Benjamin also linked foreign intervention to migration, surveillance, policing and the erosion of civil liberties at home. The consequences of empire, she suggested, do not remain overseas. They eventually return to shape life inside the United States itself.
Yet despite her grim assessment of current events, Benjamin ended on a note of cautious optimism.
She argued that the global balance of power is shifting. Countries across the Global South are developing alternatives to U.S. dominance through new economic partnerships and institutions. China, BRICS nations and other emerging centers of influence are creating a world that is increasingly multipolar, reducing Washington’s ability to dictate outcomes unilaterally.
At home, Benjamin believes ordinary people must build new forms of solidarity and political engagement. She highlighted the “Summer of Peace and Love” initiative, which seeks to create community spaces for organizing, education, mutual aid and antiwar activism. Drawing inspiration from movements such as Occupy Wall Street, she argued that people need opportunities not only to protest existing systems but to model alternatives rooted in cooperation and democracy.

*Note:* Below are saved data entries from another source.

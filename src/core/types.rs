/*!
 * Core Types
 * Common types used across the runner
 */

use std::time::{Duration, SystemTime, UNIX_EPOCH};
use uuid::Uuid;

/// Opaque process identifier handed out at launch
pub type ProcessId = String;

/// OS-level process ID
pub type OsPid = u32;

/// Timestamp in milliseconds since the Unix epoch
pub type TimestampMs = u64;

/// Generate a fresh, unique process identifier
pub fn generate_process_id() -> ProcessId {
    Uuid::new_v4().to_string()
}

/// Milliseconds since the Unix epoch for a wall-clock instant
pub fn to_timestamp_ms(time: SystemTime) -> TimestampMs {
    time.duration_since(UNIX_EPOCH)
        .unwrap_or(Duration::ZERO)
        .as_millis() as TimestampMs
}

/// Convert a byte count to megabytes
#[inline]
pub fn bytes_to_mb(bytes: u64) -> f64 {
    bytes as f64 / (1024.0 * 1024.0)
}
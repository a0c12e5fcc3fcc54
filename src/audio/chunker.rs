use tracing::info;

use super::AudioBuffer;
use crate::config::ChunkerConfig;
use crate::error::{Result, JimakuError};

/// A bounded slice of the input audio, transcribed independently
#[derive(Debug, Clone, PartialEq)]
pub struct AudioChunk {
    /// Position in the chunk sequence
    pub index: usize,
    /// Offset of the first sample in the original audio, seconds
    pub start: f64,
    /// Length in seconds
    pub duration: f64,
    pub sample_rate: u32,
    pub samples: Vec<f32>,
}

impl AudioChunk {
    pub fn end(&self) -> f64 {
        self.start + self.duration
    }
}

/// Splits a decoded buffer into overlapping windows of bounded length
#[derive(Debug, Clone)]
pub struct Chunker {
    max_chunk_duration: f64,
    chunk_overlap: f64,
}

impl Chunker {
    pub fn new(max_chunk_duration: f64, chunk_overlap: f64) -> Result<Self> {
        if !(max_chunk_duration > 0.0) || chunk_overlap < 0.0 || chunk_overlap >= max_chunk_duration {
            return Err(JimakuError::Config(format!(
                "invalid chunk window: duration {}s, overlap {}s",
                max_chunk_duration, chunk_overlap
            )));
        }
        Ok(Self { max_chunk_duration, chunk_overlap })
    }

    pub fn from_config(config: &ChunkerConfig) -> Result<Self> {
        Self::new(config.max_chunk_duration, config.chunk_overlap)
    }

    /// Cut the buffer into chunks covering `[0, duration)`
    pub fn chunk(&self, buffer: &AudioBuffer) -> Result<Vec<AudioChunk>> {
        if buffer.samples.is_empty() || buffer.sample_rate == 0 {
            return Err(JimakuError::InvalidAudio("audio has zero length".to_string()));
        }

        let rate = buffer.sample_rate as f64;
        let window = (self.max_chunk_duration * rate).round() as usize;
        let overlap = (self.chunk_overlap * rate).round() as usize;
        if window == 0 || overlap >= window {
            return Err(JimakuError::Config(format!(
                "chunk window of {} samples cannot hold an overlap of {} samples",
                window, overlap
            )));
        }
        let step = window - overlap;
        let total = buffer.samples.len();

        let mut chunks = Vec::new();
        let mut start = 0usize;
        loop {
            let end = (start + window).min(total);
            chunks.push(AudioChunk {
                index: chunks.len(),
                start: start as f64 / rate,
                duration: (end - start) as f64 / rate,
                sample_rate: buffer.sample_rate,
                samples: buffer.samples[start..end].to_vec(),
            });
            if end == total {
                break;
            }
            start += step;
        }

        info!(
            "Split {:.1}s of audio into {} chunks ({}s window, {}s overlap)",
            buffer.duration(),
            chunks.len(),
            self.max_chunk_duration,
            self.chunk_overlap
        );
        Ok(chunks)
    }
}

#[cfg(test)]
mod tests {
    use super::*;

    fn silent(seconds: usize, rate: u32) -> AudioBuffer {
        AudioBuffer { samples: vec![0.0; seconds * rate as usize], sample_rate: rate }
    }

    #[test]
    fn test_forty_seconds_yields_two_chunks() {
        let chunker = Chunker::new(30.0, 2.0).unwrap();
        let chunks = chunker.chunk(&silent(40, 100)).unwrap();

        assert_eq!(chunks.len(), 2);
        assert_eq!(chunks[0].start, 0.0);
        assert_eq!(chunks[0].end(), 30.0);
        assert_eq!(chunks[1].start, 28.0);
        assert_eq!(chunks[1].end(), 40.0);
        assert_eq!(chunks[1].index, 1);
    }

    #[test]
    fn test_chunks_cover_input_with_overlap() {
        let chunker = Chunker::new(10.0, 1.5).unwrap();
        let chunks = chunker.chunk(&silent(47, 200)).unwrap();

        assert_eq!(chunks.first().unwrap().start, 0.0);
        assert!((chunks.last().unwrap().end() - 47.0).abs() < 1e-9);
        for pair in chunks.windows(2) {
            assert!((pair[0].end() - pair[1].start - 1.5).abs() < 1e-9);
            assert!(pair[0].duration <= 10.0);
        }
    }

    #[test]
    fn test_short_input_is_single_chunk() {
        let chunker = Chunker::new(30.0, 2.0).unwrap();
        let chunks = chunker.chunk(&silent(5, 100)).unwrap();
        assert_eq!(chunks.len(), 1);
        assert_eq!(chunks[0].duration, 5.0);
    }

    #[test]
    fn test_exact_multiple_has_no_trailing_window() {
        let chunker = Chunker::new(30.0, 2.0).unwrap();
        let chunks = chunker.chunk(&silent(30, 100)).unwrap();
        assert_eq!(chunks.len(), 1);
    }

    #[test]
    fn test_zero_length_is_invalid() {
        let chunker = Chunker::new(30.0, 2.0).unwrap();
        let err = chunker.chunk(&AudioBuffer { samples: vec![], sample_rate: 16_000 }).unwrap_err();
        assert!(matches!(err, JimakuError::InvalidAudio(_)));
    }

    #[test]
    fn test_overlap_not_smaller_than_window_rejected() {
        assert!(Chunker::new(5.0, 5.0).is_err());
        assert!(Chunker::new(0.0, 0.0).is_err());
    }
}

As the interview concluded, Benjamin delivered a straightforward message: Americans who oppose military escalation should pressure Congress to support measures that would block any invasion of Cuba and reject another chapter of interventionist foreign policy.
Whether one agrees with her analysis or not, the warning she offers is unmistakable. Cuba is not simply facing another round of sanctions. According to Benjamin, the island is confronting a coordinated campaign of economic suffocation whose human costs are already being measured in shortages, blackouts, deteriorating health conditions and growing uncertainty about what comes next. In a world already scarred by war and confrontation, she argues that the last thing the Caribbean needs is another conflict manufactured in Washington.